Monday – Ocean Park day! Since the last time I went there was when I was 2 or 3 years old, I was actually looking forward to it more than I thought I would (or would admit for fear of looking sad). We’d bought >$38 of Japanese snacky goodness from good ol’ Okashi Land, home of all that is tasty and not nutritious but highly calorific from the land of the Rising Sun, so we got a free scratch card. We did get one before but I scratched off both silver panels due to lack of understanding of the Chinese instructions, thus invalidating it. D’oh. But Mum scratched the panel the 2nd time around to reveal a prize of 10% off Ocean Park entrance for up to four people. Huzzah!!
So having got our smugly obtained cheaper tickets, we went to face Mum’s nemesis – the dreaded cable car going up to the park summit. Aaagh! She really wasn’t exaggerating how scared she was of the thing. She had her sunglasses on and eyes closed, and was holding my hand the whole way through. I was trying to twist round to admire the views of the mountain and harbour from above meanwhile. We had to tell Mum when we got to the end and it was safe to open her eyes again. Was considering pretending we were there while we were still in the air thought I shouldn’t be so evil. Plus she might not have believed me when we actually got there.
When we got to the top, the dolphin and seal show had started already so we caught the last half of that and all the cheesy music that accompanies that sort of thing. As well as cringy voiceovers and acting in Cantonese AND English. Nice. Dolphins were very acrobatic indeed, not seen one do a double flip before.
Afterwards we (just me and bro as Mum would’ve been bloody TERRIFIED if the cable car scared the bejesus out of her) hit the rides. I haven’t been on many theme park rides as for the majority of my life I’ve been below the minimum height requirements for any of the good ones, so was pretty chicken shit seeing as the rides weren’t all that compared with some others (Thorpe Park, anyone?). When we went the queues weren’t too long, and luckily the queue areas for some of the rides were covered to minimise death from heatstroke.
We went on:
1. The Crazy Galleon. Typical swingy ship thing, to simulate Ye Olden Days when ships would be grabbed by giant squid, octopi, the Kraken and suchlike and flung around. Arrrg!!
Repeat x10. We ate lunch in front of this ride and every time people reacted the same way.
2. Darn, what was this called again? Depth Drop? The one where you get lifted up and dropped downwards.
3. The Dragon. Dum………..da-dum! Think of Bruce Lee. A rollercoaster that (in their words) goes at 77km/hr and goes upside-down three times. And so it does.
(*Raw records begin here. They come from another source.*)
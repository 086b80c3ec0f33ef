//! JDP Common Library
#![deny(clippy::unwrap_used, clippy::expect_used)]
//!
//! Shared types, utilities, and error handling for the JDP project.
//!
//! # Overview
//!
//! This crate provides common functionality used across all JDP workspace members:
//!
//! - **Error Handling**: Custom error types and result types
//! - **Checksums**: Raw-file fingerprinting utilities
//! - **Logging**: Centralized tracing initialization
//! - **Types**: Shared domain types (region codes, run identifiers)
//!
//! # Example
//!
//! ```no_run
//! use jdp_common::{Result, JdpError};
//! use jdp_common::checksum::Checksum;
//!
//! fn fingerprint_extract(path: &str) -> Result<()> {
//!     let checksum = Checksum::from_file(path)?;
//!     tracing::info!(checksum = %checksum, "Fingerprinted raw extract");
//!     Ok(())
//! }
//! ```

pub mod checksum;
pub mod error;
pub mod logging;
pub mod types;

// Re-export commonly used types
pub use error::{JdpError, Result};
Can’t be pissed to draw it, plus can’t remember what it looks like. Here’s a vague representation:
The model of The Dragon ride. See the resemblance??
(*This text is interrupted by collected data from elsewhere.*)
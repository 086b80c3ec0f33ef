//! Checksum utilities for raw-file fingerprinting
//!
//! Every raw extract processed by an ingest run is fingerprinted so the run
//! report can tie results back to the exact bytes that produced them.

use crate::error::{JdpError, Result};
use serde::{Deserialize, Serialize};
use sha2::{Digest, Sha256, Sha512};
use std::io::Read;
use std::path::Path;

/// Checksum algorithm type
#[derive(Debug, Clone, Copy, PartialEq, Eq, Serialize, Deserialize, Default)]
#[serde(rename_all = "lowercase")]
pub enum ChecksumAlgorithm {
    #[default]
    Sha256,
    Sha512,
}

impl std::fmt::Display for ChecksumAlgorithm {
    fn fmt(&self, f: &mut std::fmt::Formatter<'_>) -> std::fmt::Result {
        match self {
            ChecksumAlgorithm::Sha256 => write!(f, "sha256"),
            ChecksumAlgorithm::Sha512 => write!(f, "sha512"),
        }
    }
}

/// A computed fingerprint together with the algorithm that produced it
#[derive(Debug, Clone, PartialEq, Eq, Serialize, Deserialize)]
pub struct Checksum {
    pub algorithm: ChecksumAlgorithm,
    pub digest: String,
}

impl Checksum {
    /// Fingerprint an in-memory byte buffer with the default algorithm
    pub fn of_bytes(bytes: &[u8]) -> Self {
        let mut hasher = Sha256::new();
        hasher.update(bytes);
        Self {
            algorithm: ChecksumAlgorithm::Sha256,
            digest: hex::encode(hasher.finalize()),
        }
    }

    /// Fingerprint a file on disk with the default algorithm
    pub fn from_file(path: impl AsRef<Path>) -> Result<Self> {
        let mut file = std::fs::File::open(path)?;
        let digest = compute_checksum(&mut file, ChecksumAlgorithm::Sha256)?;
        Ok(Self {
            algorithm: ChecksumAlgorithm::Sha256,
            digest,
        })
    }
}

impl std::fmt::Display for Checksum {
    fn fmt(&self, f: &mut std::fmt::Formatter<'_>) -> std::fmt::Result {
        write!(f, "{}:{}", self.algorithm, self.digest)
    }
}

/// Compute checksum for any readable source
pub fn compute_checksum<R: Read>(reader: &mut R, algorithm: ChecksumAlgorithm) -> Result<String> {
    match algorithm {
        ChecksumAlgorithm::Sha256 => {
            let mut hasher = Sha256::new();
            let mut buffer = [0u8; 8192];

            loop {
                let bytes_read = reader.read(&mut buffer)?;
                if bytes_read == 0 {
                    break;
                }
                hasher.update(&buffer[..bytes_read]);
            }

            Ok(hex::encode(hasher.finalize()))
        },
        ChecksumAlgorithm::Sha512 => {
            let mut hasher = Sha512::new();
            let mut buffer = [0u8; 8192];

            loop {
                let bytes_read = reader.read(&mut buffer)?;
                if bytes_read == 0 {
                    break;
                }
                hasher.update(&buffer[..bytes_read]);
            }

            Ok(hex::encode(hasher.finalize()))
        },
    }
}

/// Verify checksum for a file
pub fn verify_file_checksum(
    path: impl AsRef<Path>,
    expected: &str,
    algorithm: ChecksumAlgorithm,
) -> Result<bool> {
    let mut file = std::fs::File::open(path)?;
    let actual = compute_checksum(&mut file, algorithm)?;
    if actual == expected {
        Ok(true)
    } else {
        Err(JdpError::ChecksumMismatch {
            expected: expected.to_string(),
            actual,
        })
    }
}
We sat right at the front. It was fun, if a bit scary. Almost gave me whiplash.
We also had to endure a huge mass of mainland Chinese tour groups and other tourists at the aquariums and Mum and bro had a half hour wait in line to get McDs in what must be one of the longest queues for McDs ever. Has anyone ever wanted to wait that long for a Filet O’Fish? During that time, while I was trying in vain to defend our table, a middle-aged Indian lady started talking to me. This is all fine and good, I don’t mind making small talk with strangers. However this was like the Spanish Inquisition – a constant barrage of questions about my daily life. I don’t think she said anything that wasn’t a question unless I asked e.g. “So, India’s really hot right now isn’t it?”, to which she would give one word answers (serves me right for asking closed questions I guess). It was all “what do you eat for breakfast”, “what do you eat for lunch”, “what do you eat for (you guessed it) dinner”, “what do you use to wash your face”, “how come you’re so white”, etc etc. It was the weirdest conversation I’ve had with a stranger and creeped me out somewhat. Will have to ask Indian colleagues whether this is standard practice or if she was just mental.
On the way back down to the park entrance, we discovered there was a new train to and from the summit, which in four quick minutes allows one to bypass the terrifying and evil cable car. Sorry Mum. In the queue to get on, some mainland Chinese crone barged in front of us. Then to add insult to injury she pushed her friend in front too! Cue much eyebrow raising between us and typical under-the-breath British-style muttering whilst not confronting them. Stiff upper lip, rah!
No, the above is not my representation of the queue-jumping crone, but a freaky goldfish. I should never attempt to draw one ever again as it looks like some mutant demonic creature. There was a goldfish house in the Ocean Park Chinese animal section, which also has disappointingly empty panda and alligator sections as well. There are one or two of each and are not really that exciting. The alligator was about a foot long. Anyway, I was wondering why people like freaky fish with bulbous heads, puffed up eye bags, grossly fat bodies and such tiny fins in comparison that even in their tiny tanks they hardly manage to waddle from one end to the other. In end they’ll breed one like the monstrosity I drew overleaf. Mark my words!